Membaca karya Antoine D’Agata adalah seperti sebuah
terapi. Saat masuk ke dalam karya Antoine, saya seperti diingatkan akan diri
saya sendiri. Saya ingat tentang kerapuhan, ketakutan, tubuh, dan hal-hal yang
membuat saya muak dengan dunia ideal, moralis, serta dunia yang secara estetis diatur
oleh rezim yang berkuasa.
Ketika membaca karya Antoine saya seperti diajak masuk
untuk kembali menguliti segala kegelisahan saya itu. Salah satu karya Antoine
yang kali ini saya baca adalah Georgian Spring : D’Agata’s Odyssey.[1]
Menjadi 'Tolol'
Sebelum masuk dalam Georgian Spring, perkenankan saya
sedikit membahas fotografer kelahiran Marseilles, Perancis tahun 1961 ini.
Antoine D’Agata meninggalkan
Perancis pada tahun 1983 dan pada tahun 1990 pindah ke New York untuk belajar fotografi
secara serius di International Center of
Photography (ICP). Pada saat itu, Larry Clark dan Nan Goldin adalah salah
satu dari banyak guru, juga kawannya di ICP.
Antoine menerbitkan buku
pertamanya De Mala Muerte dan Mala Noche pada tahun 1998. Kemudian
sesudah itu, Galeri Vu mulai memperkenalkan karya-karyanya pada dunia luar.

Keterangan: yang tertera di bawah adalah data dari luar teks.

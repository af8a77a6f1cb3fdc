use crate::grammar::builtin::BuiltinGrammar;
use crate::grammar::errors::UnsupportedLanguageError;
use crate::grammar::language::{Grammar, Language};
use crate::tree::SourceParser;
use std::collections::{BTreeSet, HashMap};
use std::fmt;
use std::path::Path;
use std::sync::Arc;
use tracing::debug;

/// Named node kinds and field names of one grammar.
#[derive(Debug, Clone, Default)]
pub struct KindVocabulary {
    kinds: BTreeSet<&'static str>,
    fields: BTreeSet<&'static str>,
}

impl KindVocabulary {
    /// Reads the kind and field tables out of a tree-sitter grammar.
    pub fn from_ts_language(language: &tree_sitter::Language) -> Self {
        let mut kinds = BTreeSet::new();
        for id in 0..language.node_kind_count() {
            let Ok(id) = u16::try_from(id) else {
                break;
            };
            if !language.node_kind_is_named(id) || !language.node_kind_is_visible(id) {
                continue;
            }
            if let Some(kind) = language.node_kind_for_id(id) {
                kinds.insert(kind);
            }
        }
        // Error markers are produced by every grammar but never listed.
        kinds.insert("ERROR");

        let mut fields = BTreeSet::new();
        for id in 1..=language.field_count() {
            let Ok(id) = u16::try_from(id) else {
                break;
            };
            if let Some(field) = language.field_name_for_id(id) {
                fields.insert(field);
            }
        }

        Self { kinds, fields }
    }

    pub fn kinds(&self) -> &BTreeSet<&'static str> {
        &self.kinds
    }

    pub fn fields(&self) -> &BTreeSet<&'static str> {
        &self.fields
    }

    pub fn has_kind(&self, kind: &str) -> bool {
        self.kinds.contains(kind)
    }

    pub fn has_field(&self, field: &str) -> bool {
        self.fields.contains(field)
    }

    /// Closest known kind to a misspelled one.
    pub fn suggest_kind(&self, kind: &str) -> Option<String> {
        closest(kind, self.kinds.iter().copied())
    }
}

struct Entry {
    grammar: Arc<dyn Grammar>,
    vocabulary: KindVocabulary,
}

/// Read-only table of grammars, built once and passed to components.
///
/// [`GrammarRegistry::builtin`] registers every bundled grammar; tests use
/// [`GrammarRegistry::empty`] plus [`GrammarRegistry::register`] to expose
/// a reduced language set.
#[derive(Default)]
pub struct GrammarRegistry {
    entries: Vec<Entry>,
    names: HashMap<String, usize>,
}

impl GrammarRegistry {
    pub fn empty() -> Self {
        Self::default()
    }

    pub fn builtin() -> Self {
        let mut registry = Self::empty();
        for grammar in BuiltinGrammar::all() {
            registry.register(Arc::new(grammar));
        }
        debug!(languages = registry.entries.len(), "registered builtin grammars");
        registry
    }

    /// Adds a grammar, replacing any grammar registered under the same
    /// canonical name.
    pub fn register(&mut self, grammar: Arc<dyn Grammar>) -> &mut Self {
        let vocabulary = KindVocabulary::from_ts_language(grammar.ts_language());
        let canonical = grammar.language().as_str().to_string();

        let index = match self.names.get(&canonical) {
            Some(&index) => {
                self.names.retain(|_, i| *i != index);
                self.entries[index] = Entry {
                    grammar: Arc::clone(&grammar),
                    vocabulary,
                };
                index
            }
            None => {
                self.entries.push(Entry {
                    grammar: Arc::clone(&grammar),
                    vocabulary,
                });
                self.entries.len() - 1
            }
        };

        self.names.insert(canonical, index);
        for alias in grammar.aliases() {
            self.names
                .entry(alias.to_ascii_lowercase())
                .or_insert(index);
        }
        self
    }

    /// Resolves a user-supplied language name or alias.
    pub fn resolve(&self, name: &str) -> Result<Language, UnsupportedLanguageError> {
        let key = name.trim().to_ascii_lowercase();
        match self.names.get(&key) {
            Some(&index) => Ok(self.entries[index].grammar.language().clone()),
            None => Err(UnsupportedLanguageError::new(name.trim())
                .with_suggestion(closest(&key, self.names.keys().map(String::as_str)))),
        }
    }

    /// Parser capability for `language`.
    pub fn get_parser(&self, language: &Language) -> Result<SourceParser, UnsupportedLanguageError> {
        self.grammar(language).map(|grammar| SourceParser::new(Arc::clone(grammar)))
    }

    /// Returns the grammar registered for `language`.
    pub fn grammar(&self, language: &Language) -> Result<&Arc<dyn Grammar>, UnsupportedLanguageError> {
        self.entry(language).map(|entry| &entry.grammar)
    }

    /// Named kind vocabulary for rule validation.
    pub fn node_kinds(&self, language: &Language) -> Result<&BTreeSet<&'static str>, UnsupportedLanguageError> {
        self.entry(language).map(|entry| entry.vocabulary.kinds())
    }

    pub fn vocabulary(&self, language: &Language) -> Result<&KindVocabulary, UnsupportedLanguageError> {
        self.entry(language).map(|entry| &entry.vocabulary)
    }

    /// Registered languages in registration order.
    pub fn languages(&self) -> impl Iterator<Item = &Language> + '_ {
        self.entries.iter().map(|entry| entry.grammar.language())
    }

    pub fn len(&self) -> usize {
        self.entries.len()
    }

    pub fn is_empty(&self) -> bool {
        self.entries.is_empty()
    }

    /// Infers a language from a file extension.
    pub fn language_for_path(&self, path: &Path) -> Option<Language> {
        let ext = path.extension()?.to_str()?.to_ascii_lowercase();
        self.entries
            .iter()
            .find(|entry| entry.grammar.extensions().iter().any(|e| *e == ext))
            .map(|entry| entry.grammar.language().clone())
    }

    fn entry(&self, language: &Language) -> Result<&Entry, UnsupportedLanguageError> {
        self.names
            .get(language.as_str())
            .map(|&index| &self.entries[index])
            .ok_or_else(|| UnsupportedLanguageError::new(language.as_str()))
    }
}

impl fmt::Debug for GrammarRegistry {
    fn fmt(&self, f: &mut fmt::Formatter<'_>) -> fmt::Result {
        f.debug_list().entries(self.languages()).finish()
    }
}

fn closest<'a>(needle: &str, candidates: impl Iterator<Item = &'a str>) -> Option<String> {
    candidates
        .map(|candidate| (strsim::jaro_winkler(needle, candidate), candidate))
        .filter(|(score, _)| *score >= 0.85)
        .max_by(|a, b| a.0.total_cmp(&b.0))
        .map(|(_, candidate)| candidate.to_string())
}

#[cfg(test)]
mod tests {
    use super::*;
    use crate::grammar::language::ErrorPolicy;
    use ast_grep_language::SupportLang;

    /// Rust grammar under another name, with strict error handling.
    struct StrictRust {
        language: Language,
        inner: BuiltinGrammar,
    }

    impl Grammar for StrictRust {
        fn language(&self) -> &Language {
            &self.language
        }

        fn ts_language(&self) -> &tree_sitter::Language {
            self.inner.ts_language()
        }

        fn error_policy(&self) -> ErrorPolicy {
            ErrorPolicy::Strict
        }
    }

    #[test]
    fn builtin_resolves_names_and_aliases() {
        let registry = GrammarRegistry::builtin();
        assert_eq!(registry.resolve("rust").unwrap().as_str(), "rust");
        assert_eq!(registry.resolve("RS").unwrap().as_str(), "rust");
        assert_eq!(registry.resolve("py").unwrap().as_str(), "python");
        assert_eq!(registry.resolve("ts").unwrap().as_str(), "typescript");
    }

    #[test]
    fn unknown_language_is_rejected_with_suggestion() {
        let registry = GrammarRegistry::builtin();
        let err = registry.resolve("pythn").unwrap_err();
        assert_eq!(err.name, "pythn");
        assert_eq!(err.suggestion.as_deref(), Some("python"));
        assert!(err.to_string().contains("did you mean 'python'"));
    }

    #[test]
    fn reduced_registry_only_knows_registered_languages() {
        let mut registry = GrammarRegistry::empty();
        registry.register(Arc::new(StrictRust {
            language: Language::new("strict-rust"),
            inner: BuiltinGrammar::new(SupportLang::Rust),
        }));

        assert_eq!(registry.len(), 1);
        assert!(registry.resolve("strict-rust").is_ok());
        assert!(registry.resolve("python").is_err());
    }

    #[test]
    fn node_kinds_contain_named_kinds_only() {
        let registry = GrammarRegistry::builtin();
        let rust = registry.resolve("rust").unwrap();
        let kinds = registry.node_kinds(&rust).unwrap();
        assert!(kinds.contains("function_item"));
        assert!(kinds.contains("identifier"));
        assert!(!kinds.contains("fn"));

        let vocabulary = registry.vocabulary(&rust).unwrap();
        assert!(vocabulary.has_field("name"));
        assert_eq!(vocabulary.suggest_kind("function_itme").as_deref(), Some("function_item"));
    }

    #[test]
    fn language_for_path_uses_extensions() {
        let registry = GrammarRegistry::builtin();
        assert_eq!(
            registry.language_for_path(Path::new("src/main.rs")),
            Some(Language::new("rust"))
        );
        assert_eq!(
            registry.language_for_path(Path::new("app.tsx")),
            Some(Language::new("tsx"))
        );
        assert_eq!(registry.language_for_path(Path::new("README")), None);
    }
}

Tahun 2001 ia menerbitkan Hometown
dan memenangkan Niépce Prize. Selanjutnya
ia terus mempublikasikan karya-karya secara reguler. Buku selanjutnya adalah Vortex dan Insomnia yang diterbitkan pada tahun 2003. Pada tahun 2004 Antoine
menerbitkan Stigma dan Manifeste pada tahun 2005. Ia kemudian
bergabung dengan Magnum Photos pada
tahun 2004[2].
Antoine memang terkenal dengan
karya-karya yang begitu kontroversial. Ia adalah salah satu fotografer Magnum[3]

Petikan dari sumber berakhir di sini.